STIRLING: A report by Zero Waste Scotland (ZWS) says the decommissioning of 5,500 onshore wind turbines across the country by 2050 will produce 1.4 million tonnes of recyclable materials and an opportunity to expand the country’s nascent circular economy.
With 80 percent of the average wind turbine recyclable, the largest amount of material waste will be 1.1 million tonnes of steel, 142,000 tonnes of iron, 24,000 tonnes of copper, 63,000 tonnes of fibreglass, and 94,000 tonnes of resin and balsa wood.
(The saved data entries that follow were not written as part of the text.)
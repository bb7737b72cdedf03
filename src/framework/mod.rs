//! Embedded framework seam.
//!
//! # Data Flow
//! ```text
//! Application code
//!     → app.rs (fluent registration: get/post/.../all)
//!     → live route list (method | ALL, path, handler)
//!
//! Bridge refresh:
//!     EmbeddedFramework::routes() → snapshot of the live list
//!
//! Dispatch entry point:
//!     context.rs (install HostContext for the request)
//!     → EmbeddedFramework::handle(raw request)
//!     → framework's own routing → handler.rs (Handler::call)
//! ```
//!
//! # Design Decisions
//! - The bridge only sees this trait; any framework with a route list
//!   and a raw-request entry point can be wrapped
//! - The framework's routing decides the handler at dispatch time,
//!   independently of the bridge's lookup

pub mod app;
pub mod context;
pub mod handler;

use std::sync::Arc;

use axum::body::Body;
use axum::http::Request;
use futures_util::future::BoxFuture;

use crate::routing::method::DeclaredMethod;

pub use app::{MicroApp, PathParams};
pub use handler::{FnHandler, FrameworkError, Handler, HandlerRef, HandlerResult, StaticResponse};

/// One entry of the embedded framework's live route list.
#[derive(Debug, Clone, PartialEq, Eq)]
pub struct FrameworkRoute {
    pub method: DeclaredMethod,
    pub path: String,
    pub handler: HandlerRef,
}

/// What the bridge needs from an embedded web framework.
pub trait EmbeddedFramework: Send + Sync + 'static {
    /// Snapshot of the currently registered routes, in registration order.
    fn routes(&self) -> Vec<FrameworkRoute>;

    /// Add a route to the live list.
    fn register(&self, method: DeclaredMethod, path: &str, handler: Arc<dyn Handler>);

    /// Handle a raw request through the framework's full pipeline.
    fn handle(&self, request: Request<Body>) -> BoxFuture<'_, HandlerResult>;
}
//! Route table storage.
//!
//! # Responsibilities
//! - Store declared routes with their compiled patterns
//! - Preserve registration order
//!
//! # Design Decisions
//! - Append-only: no removal; owners discard and rebuild
//! - Not sorted by specificity; precedence is the matcher's job

use serde::Serialize;

use crate::framework::HandlerRef;
use crate::routing::method::RoutableMethod;
use crate::routing::pattern::{CompiledRoute, PatternError};

/// A route as declared by the embedded framework, with "ALL" already expanded.
#[derive(Debug, Clone, PartialEq, Eq, Serialize)]
pub struct RouteDeclaration {
    pub path: String,
    pub method: RoutableMethod,
    pub handler: HandlerRef,
}

impl RouteDeclaration {
    pub fn new(path: impl Into<String>, method: RoutableMethod, handler: HandlerRef) -> Self {
        Self {
            path: path.into(),
            method,
            handler,
        }
    }
}

/// Ordered collection of declarations and their compiled matchers.
#[derive(Debug, Clone, Default)]
pub struct RouteTable {
    pub(crate) entries: Vec<(RouteDeclaration, CompiledRoute)>,
}

impl RouteTable {
    pub fn new() -> Self {
        Self::default()
    }

    /// Compile the declaration's path and append it.
    pub fn add(&mut self, declaration: RouteDeclaration) -> Result<(), PatternError> {
        let compiled = CompiledRoute::compile(&declaration.path)?;
        self.entries.push((declaration, compiled));
        Ok(())
    }

    pub fn len(&self) -> usize {
        self.entries.len()
    }

    pub fn is_empty(&self) -> bool {
        self.entries.is_empty()
    }

    pub fn iter(&self) -> impl Iterator<Item = &(RouteDeclaration, CompiledRoute)> {
        self.entries.iter()
    }

    /// Declarations in registration order.
    pub fn declarations(&self) -> Vec<RouteDeclaration> {
        self.entries.iter().map(|(d, _)| d.clone()).collect()
    }
}

#[cfg(test)]
mod tests {
    use super::*;

    #[test]
    fn test_add_preserves_order() {
        let mut table = RouteTable::new();
        assert!(table.is_empty());

        table
            .add(RouteDeclaration::new("/b", RoutableMethod::Get, HandlerRef::Placeholder))
            .unwrap();
        table
            .add(RouteDeclaration::new("/a/*", RoutableMethod::Post, HandlerRef::Placeholder))
            .unwrap();

        let paths: Vec<_> = table.declarations().into_iter().map(|d| d.path).collect();
        assert_eq!(paths, vec!["/b", "/a/*"]);
        assert_eq!(table.len(), 2);

        let (_, compiled) = table.iter().nth(1).unwrap();
        assert!(compiled.is_wildcard());
    }

    #[test]
    fn test_add_rejects_uncompilable_pattern() {
        let mut table = RouteTable::new();
        let result = table.add(RouteDeclaration::new(
            "/bad[",
            RoutableMethod::Get,
            HandlerRef::Placeholder,
        ));
        assert!(result.is_err());
        assert!(table.is_empty());
    }
}
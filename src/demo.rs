//! Demo application served by the `action-bridge` binary.

use axum::body::Body;
use axum::http::{header, Request, Response};
use serde_json::json;

use crate::framework::{context, FrameworkError, HandlerResult, MicroApp, PathParams};

/// Build the demo routes.
pub fn build_app() -> MicroApp {
    let app = MicroApp::new();
    app.get("/", index)
        .get("/users/:id", show_user)
        .post("/users", create_user)
        .all("/context", show_context)
        .get("/fail", fail);
    app
}

fn json_response(value: serde_json::Value) -> HandlerResult {
    Ok(Response::builder()
        .header(header::CONTENT_TYPE, "application/json")
        .body(Body::from(value.to_string()))?)
}

fn param(req: &Request<Body>, name: &str) -> String {
    req.extensions()
        .get::<PathParams>()
        .and_then(|p| p.get(name))
        .unwrap_or_default()
        .to_string()
}

async fn index(_req: Request<Body>) -> HandlerResult {
    Ok(Response::new(Body::from("action-bridge demo")))
}

async fn show_user(req: Request<Body>) -> HandlerResult {
    json_response(json!({ "id": param(&req, "id") }))
}

async fn create_user(req: Request<Body>) -> HandlerResult {
    let body = axum::body::to_bytes(req.into_body(), 64 * 1024)
        .await
        .map_err(|e| FrameworkError::handler(e.to_string()))?;
    Ok(Response::builder()
        .status(201)
        .body(Body::from(body))?)
}

async fn show_context(_req: Request<Body>) -> HandlerResult {
    let ctx = context::current()
        .ok_or_else(|| FrameworkError::handler("no host context"))?;
    json_response(json!({
        "request_id": ctx.request_id,
        "method": ctx.method.as_str(),
        "resolved_path": ctx.resolved_path,
        "remote_addr": ctx.remote_addr.map(|a| a.to_string()),
    }))
}

async fn fail(_req: Request<Body>) -> HandlerResult {
    Err(FrameworkError::handler("demo failure"))
}
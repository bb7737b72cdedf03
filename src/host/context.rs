//! Host-side per-request context handed to the embedded framework.

use std::net::SocketAddr;

use axum::http::Method;

/// Context the host dispatcher attaches to every bridged request.
#[derive(Debug, Clone, PartialEq, Eq)]
pub struct HostContext {
    /// Correlation ID (`x-request-id`).
    pub request_id: String,

    /// Peer address, when the transport knows it.
    pub remote_addr: Option<SocketAddr>,

    /// Method after HEAD → GET normalization.
    pub method: Method,

    /// Declared route path, or the requested path when nothing matched.
    pub resolved_path: String,

    /// Whether the lookup matched a declared route.
    pub matched: bool,
}

impl HostContext {
    /// Context for a request that has not been matched to a declared route.
    pub fn new(request_id: impl Into<String>, method: Method, resolved_path: impl Into<String>) -> Self {
        Self {
            request_id: request_id.into(),
            remote_addr: None,
            method,
            resolved_path: resolved_path.into(),
            matched: false,
        }
    }
}
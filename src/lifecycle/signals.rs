//! OS signal handling.

/// Wait for SIGINT (Ctrl+C) or, on unix, SIGTERM.
pub async fn shutdown_signal() {
    let ctrl_c = async {
        if let Err(e) = tokio::signal::ctrl_c().await {
            tracing::error!(error = %e, "Failed to install Ctrl+C handler");
            std::future::pending::<()>().await;
        }
    };

    #[cfg(unix)]
    let terminate = async {
        match tokio::signal::unix::signal(tokio::signal::unix::SignalKind::terminate()) {
            Ok(mut sig) => {
                sig.recv().await;
            }
            Err(e) => {
                tracing::error!(error = %e, "Failed to install SIGTERM handler");
                std::future::pending::<()>().await;
            }
        }
    };

    #[cfg(not(unix))]
    let terminate = std::future::pending::<()>();

    tokio::select! {
        _ = ctrl_c => {},
        _ = terminate => {},
    }
}
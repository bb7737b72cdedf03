//! Validated direct route registration.
//!
//! # Responsibilities
//! - Collect raw route input through a builder
//! - Enforce presence and shape rules before anything is registered
//!
//! # Design Decisions
//! - Path and prefix are a tagged union; a built route can never carry both
//! - Every violation is a descriptive, user-facing error
//! - Collision checks live in the adapter, next to the lookup they reuse

use std::fmt;
use std::sync::Arc;

use axum::http::StatusCode;
use thiserror::Error;

use crate::config::RouteConfig;
use crate::framework::{Handler, StaticResponse};
use crate::routing::method::{RoutableMethod, UnknownMethod};
use crate::routing::pattern::PatternError;

/// Errors raised by `BridgeAdapter::route`. Nothing is registered when one occurs.
#[derive(Debug, Error)]
pub enum RegistrationError {
    #[error("route handler is required")]
    MissingHandler,

    #[error("route method is required")]
    MissingMethod,

    #[error("{0}")]
    UnsupportedMethod(#[from] UnknownMethod),

    #[error("route must declare either a path or a path prefix")]
    MissingTarget,

    #[error("route must declare either a path or a path prefix, not both")]
    AmbiguousTarget,

    #[error("route path `{0}` must start with `/`")]
    InvalidPath(String),

    #[error("route path prefix `{0}` must start and end with `/`")]
    InvalidPrefix(String),

    #[error("route {method} {path} is already registered")]
    Duplicate { method: RoutableMethod, path: String },

    #[error("route {method} {path} conflicts with existing route {method} {existing}")]
    Conflict {
        method: RoutableMethod,
        path: String,
        existing: String,
    },

    #[error(transparent)]
    InvalidPattern(#[from] PatternError),
}

/// Where a directly registered route applies.
#[derive(Debug, Clone, PartialEq, Eq)]
pub enum RouteTarget {
    /// A single path pattern.
    Path(String),
    /// Every path under the prefix; registered as `prefix*`.
    Prefix(String),
}

impl RouteTarget {
    /// The URL probed for collisions.
    pub fn probe(&self) -> &str {
        match self {
            RouteTarget::Path(p) | RouteTarget::Prefix(p) => p,
        }
    }

    /// The path pattern handed to the embedded framework.
    pub fn pattern(&self) -> String {
        match self {
            RouteTarget::Path(p) => p.clone(),
            RouteTarget::Prefix(p) => format!("{}*", p),
        }
    }

    pub(crate) fn validate(&self) -> Result<(), RegistrationError> {
        match self {
            RouteTarget::Path(p) if !p.starts_with('/') => {
                Err(RegistrationError::InvalidPath(p.clone()))
            }
            RouteTarget::Prefix(p) if !(p.starts_with('/') && p.ends_with('/')) => {
                Err(RegistrationError::InvalidPrefix(p.clone()))
            }
            _ => Ok(()),
        }
    }
}

impl fmt::Display for RouteTarget {
    fn fmt(&self, f: &mut fmt::Formatter<'_>) -> fmt::Result {
        match self {
            RouteTarget::Path(p) => write!(f, "path {}", p),
            RouteTarget::Prefix(p) => write!(f, "prefix {}", p),
        }
    }
}

/// A route ready for `BridgeAdapter::route`.
#[derive(Clone)]
pub struct RouteSpec {
    pub method: RoutableMethod,
    pub target: RouteTarget,
    pub handler: Arc<dyn Handler>,
}

impl RouteSpec {
    pub fn builder() -> RouteSpecBuilder {
        RouteSpecBuilder::default()
    }
}

impl fmt::Debug for RouteSpec {
    fn fmt(&self, f: &mut fmt::Formatter<'_>) -> fmt::Result {
        f.debug_struct("RouteSpec")
            .field("method", &self.method)
            .field("target", &self.target)
            .field("handler", &self.handler.handler_ref())
            .finish()
    }
}

/// Raw, possibly incomplete route input.
#[derive(Default)]
pub struct RouteSpecBuilder {
    method: Option<String>,
    path: Option<String>,
    path_prefix: Option<String>,
    handler: Option<Arc<dyn Handler>>,
}

impl RouteSpecBuilder {
    pub fn method(mut self, method: impl Into<String>) -> Self {
        self.method = Some(method.into());
        self
    }

    pub fn path(mut self, path: impl Into<String>) -> Self {
        self.path = Some(path.into());
        self
    }

    pub fn path_prefix(mut self, prefix: impl Into<String>) -> Self {
        self.path_prefix = Some(prefix.into());
        self
    }

    pub fn handler(mut self, handler: impl Handler) -> Self {
        self.handler = Some(Arc::new(handler));
        self
    }

    pub fn build(self) -> Result<RouteSpec, RegistrationError> {
        let handler = self.handler.ok_or(RegistrationError::MissingHandler)?;
        let method = self.method.ok_or(RegistrationError::MissingMethod)?;
        let method: RoutableMethod = method.parse()?;

        let target = match (self.path, self.path_prefix) {
            (Some(_), Some(_)) => return Err(RegistrationError::AmbiguousTarget),
            (Some(path), None) => RouteTarget::Path(path),
            (None, Some(prefix)) => RouteTarget::Prefix(prefix),
            (None, None) => return Err(RegistrationError::MissingTarget),
        };

        Ok(RouteSpec {
            method,
            target,
            handler,
        })
    }
}

impl TryFrom<&RouteConfig> for RouteSpec {
    type Error = RegistrationError;

    /// A configured route is served by a static response built from its body.
    fn try_from(config: &RouteConfig) -> Result<Self, Self::Error> {
        let mut builder = RouteSpec::builder();
        if let Some(method) = &config.method {
            builder = builder.method(method.as_str());
        }
        if let Some(path) = &config.path {
            builder = builder.path(path.as_str());
        }
        if let Some(prefix) = &config.path_prefix {
            builder = builder.path_prefix(prefix.as_str());
        }
        if let Some(body) = &config.body {
            let status = StatusCode::from_u16(config.status).unwrap_or(StatusCode::OK);
            builder = builder.handler(
                StaticResponse::new(status, body.as_str())
                    .with_content_type(config.content_type.as_str()),
            );
        }
        builder.build()
    }
}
According to the report, decommissioning is becoming a practical problem for many European countries with 34,000 turbines 15 years or older. Onshore wind is a key element in Scotland’s transition to renewable electricity, providing 70 percent of its generation capacity in 2019. The country was an early adopter and with an average lifespan of 25 years, many of its first installed turbines are becoming redundant.
By 2040 ZWS expects 250 turbines a year being decommissioned from 800 locations across the Highlands, Aberdeenshire, the Central Belt, Dumfries and Galloway.
“Like anything else, wind turbines and their parts require maintenance, refurbishment and eventually reach an end-of-life,” said ZWS head Iain Gulland. “In forecasting the scale of materials set to be released through wind turbine decommissioning, this report presents Scotland with a fantastic opportunity to embed circular solutions into the resource management of these materials.”
The report also identifies a need for reprocessing infrastructure and storage locations, the development of a decommissioning hub at a port on the central-eastern coast of Scotland and opportunities to increase employment skills and expertise in reuse and refurbishment.